KFC, McDonald’s and others are looking to Latin America for future expansion.
There are more U.S. fast-food restaurants in China than in any other emerging market, which isn’t much of a shocker. The surprise is the country with the greatest concentration of the eateries: Peru.
Hungry residents of Peru’s populated areas have to travel, on average, just two-thirds of a mile to find a U.S. fast-food joint, according to data compiled by Bloomberg. This is all good news for fast food companies, which are increasingly counting on Latin America for growth after thriving in China.
“We’re starting to see the emergence of Brazil and South America being a hotbed for American restaurant franchises to go and open up,” said Darren Tristano, executive vice president at food industry consultant Technomic Inc. “South America is kind of becoming the next window. Now that Asia has already started, I think South America is really going to be where the growth is.”
The first U.S. chain opened in Peru in 1981, and the result is evident. Eight fast food counters line the walls of the Jockey Plaza mall in Lima — half of them Peruvian brands and the other half U.S.
Yum! Brands Inc.’s Kentucky Fried Chicken, the largest U.S. fast-food chain in Peru, and Burger King are doing a brisk trade, as is Bembos, Peru’s biggest burger chain.
After three decades blighted by dictatorships, terrorism and hyperinflation, Peru is reaping gains from free-market policies adopted in the 1990s that fueled the fastest economic growth in Latin America in the past decade. Economic stability is spurring a consumer boom that has gathered steam during the past decade.
Peruvians now spend more time shopping and eating at a growing number of malls and new shopping districts, increasing demand for fast food. That market grew 15 percent last year, according to data from the Peruvian Chamber of Franchises.
U.S. chains such as KFC, McDonald’s Corp. and Burger King Worldwide Inc. moved into Peru in the 1980s and 1990s and have since branched out beyond its capital, Lima.

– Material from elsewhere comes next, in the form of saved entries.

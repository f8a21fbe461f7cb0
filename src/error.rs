use std::fmt;

/// Failure of a single bus transaction.
#[derive(thiserror::Error, Debug, PartialEq, Eq)]
pub enum BusError {
    #[error("USB error")]
    Usb(#[from] rusb::Error),

    #[error("no acknowledgement from the i2c device")]
    Nack,

    #[error("short transfer: expected {expected} bytes, got {actual}")]
    ShortTransfer { expected: usize, actual: usize },

    #[error("address {0:#x} is outside the 7-bit range")]
    InvalidAddress(u16),
}

/// Measurement field protected by its own checksum.
#[derive(Debug, Clone, Copy, PartialEq, Eq)]
pub enum Field {
    Temperature,
    Humidity,
}

impl fmt::Display for Field {
    fn fmt(&self, f: &mut fmt::Formatter<'_>) -> fmt::Result {
        match self {
            Field::Temperature => f.write_str("temperature"),
            Field::Humidity => f.write_str("humidity"),
        }
    }
}

/// Failure of one sensor acquisition.
#[derive(thiserror::Error, Debug, PartialEq, Eq)]
pub enum Error {
    #[error("bus transaction failed")]
    Bus(#[from] BusError),

    #[error("{field} CRC mismatch: computed {expected:#04x}, received {received:#04x}")]
    Checksum {
        field: Field,
        expected: u8,
        received: u8,
    },
}

pub type Result<T> = std::result::Result<T, Error>;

U.S. chains have cemented their domination in the past decade and today have 60 percent of the market. McDonald’s and Burger King led the expansion in sales last year, followed by Bembos. In more developed markets such as Brazil and Mexico, local brands account for 92 percent and 70 percent of sales, respectively, according to the chamber.
“Foreign brands have much more experience, and they have a structure and operating capacity that brands in Peru haven’t been able to develop,” said Diego Herrera, president of the Lima-based chamber. “They’re brands that have studied their marketing, their customers, their processes almost to perfection. They come here and advance very quickly, filling gaps at a sort of pace that Peruvian businesses can’t match.”